Unions cheer Court’s PLA Stance

The U.S. District Court for the Eastern District of Michigan, Detroit, has struck down the state’s “Fair and Open Competition in Governmental Construction Act” (Public Act 98) curtailing local government units’ ability to exercise project labor agreements (PLAs) on construction contracts.

Federal Judge Victoria Roberts ruled that PA 98 “impermissibly interferes with the comprehensive regulatory scheme” per the National Labor Relations Act. Signed in July 2011 by Michigan Governor Rick Snyder, “Fair and Open Competition” prohibited local communities from entering into a contract that “requires, prohibits, encourages, or discourages bidders, contractors, or subcontractors from entering into or adhering to agreements with a collective bargaining organization relating to the construction project or other related construction projects.”

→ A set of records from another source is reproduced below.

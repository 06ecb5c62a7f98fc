use crate::models::{GrantScope, PermissionGrant};
use async_trait::async_trait;
use thiserror::Error;

/// Persistence failures surfaced by a [`GrantStore`].
#[derive(Debug, Error)]
pub enum StoreError {
    /// The (identity, service, permission, created_by) tuple already exists.
    /// Raised when a concurrent writer inserted the same grant first.
    #[error("grant already exists: {permission}")]
    DuplicateGrant { permission: String },

    #[error("database error: {0}")]
    Database(#[from] sqlx::Error),

    #[error("invalid connection string '{0}'")]
    InvalidConnectionString(String),
}

/// Persistence contract for permission grants.
///
/// Every operation is scoped by a [`GrantScope`]. Rows belonging to any other
/// scope are never read or touched.
#[async_trait]
pub trait GrantStore: Send + Sync {
    /// All grants under `scope`, in insertion order.
    async fn find_grants(&self, scope: &GrantScope) -> Result<Vec<PermissionGrant>, StoreError>;

    /// Append one row per permission, all-or-nothing.
    ///
    /// Fails with [`StoreError::DuplicateGrant`] if any tuple already exists,
    /// in which case nothing is written.
    async fn insert_grants(&self, scope: &GrantScope, permissions: &[String]) -> Result<(), StoreError>;

    /// Remove the named permissions under `scope` and return how many rows went away.
    /// Unknown permissions are ignored.
    async fn delete_grants(&self, scope: &GrantScope, permissions: &[String]) -> Result<u64, StoreError>;

    /// Permission strings held under `scope`.
    async fn find_permissions(&self, scope: &GrantScope) -> Result<Vec<String>, StoreError> {
        let grants = self.find_grants(scope).await?;
        Ok(grants.into_iter().map(|grant| grant.permission).collect())
    }
}
//! Shared test utilities for token-dependent tests.
//!
//! Enable the `testutil` feature in `[dev-dependencies]`:
//!
//! ```toml
//! [dev-dependencies]
//! keyward-token = { workspace = true, features = ["testutil"] }
//! ```

use std::sync::Arc;

use base64::{Engine, engine::general_purpose::URL_SAFE_NO_PAD};
use hmac::{Hmac, Mac};
use sha2::Sha256;

use crate::{config::TokenConfig, token::LocationTokenService};

/// A secret long enough to pass validation.
pub const TEST_SECRET: &str = "keyward-test-secret-0123456789abcdef";

/// A second valid secret, for cross-deployment tests.
pub const OTHER_SECRET: &str = "keyward-other-secret-fedcba9876543210";

/// Default test configuration over the default location set.
///
/// # Panics
///
/// Never, since the constants are valid.
#[must_use]
pub fn test_config() -> TokenConfig {
    TokenConfig::builder().secret(TEST_SECRET.to_owned()).build().expect("valid test config")
}

/// A shared token service over [`test_config`].
///
/// # Panics
///
/// Never, since the configuration is valid.
#[must_use]
pub fn test_service() -> Arc<LocationTokenService> {
    Arc::new(LocationTokenService::new(&test_config()).expect("valid test service"))
}

/// A token service keyed with `secret`.
///
/// # Panics
///
/// Panics if `secret` is shorter than the minimum length.
#[must_use]
pub fn service_with_secret(secret: &str) -> LocationTokenService {
    let config = TokenConfig::builder().secret(secret.to_owned()).build().expect("valid secret");
    LocationTokenService::new(&config).expect("valid service")
}

/// Signs arbitrary payload bytes with [`TEST_SECRET`], producing a token
/// whose signature is valid regardless of payload content.
///
/// Used to reach the checks that follow signature verification.
///
/// # Panics
///
/// Never; HMAC accepts keys of any length.
#[must_use]
pub fn sign_raw_payload(payload: &[u8]) -> String {
    let mut mac = Hmac::<Sha256>::new_from_slice(TEST_SECRET.as_bytes()).expect("hmac key");
    mac.update(payload);
    format!("{}.{}", URL_SAFE_NO_PAD.encode(payload), URL_SAFE_NO_PAD.encode(mac.finalize().into_bytes()))
}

“We warned the Legislature [PA 98] interfered with federal labor law,” said attorney John Canzano, who challenged the state law on behalf of the Michigan Building and Construction Trades Council (BCTC), representing about 100,000 rank & file. “PLAs are essentially a form of collective bargaining, and Gov. Snyder and the legislature attempted to limit union rights under federal labor law.”

Michigan BCTC and Genesee, Lapeer, Shiawassee BCTC challenged PA 98 in Michigan District Court in August. Judge Roberts heard two hours of oral arguments and took additional briefs in the case. Michigan Attorney General Bill Schuette’s office argued to uphold the law.

PLAs can vary from one contract to another, but generally establish wage rates and hours, while typically prohibiting strikes or lockouts. They can also include language that spells out standards for safety or skills training for workers, plus drug and alcohol testing requirements.

“We applaud the court’s decision,” said Michigan BCTC President Zane Walker. “It’s clear that Republican lawmakers saw Public Act 98 as a way to interfere in the workings of local communities. Republicans in Lansing wanted to dictate how municipalities establish their bidding practices and how they should run their community business. Project labor agreements work.”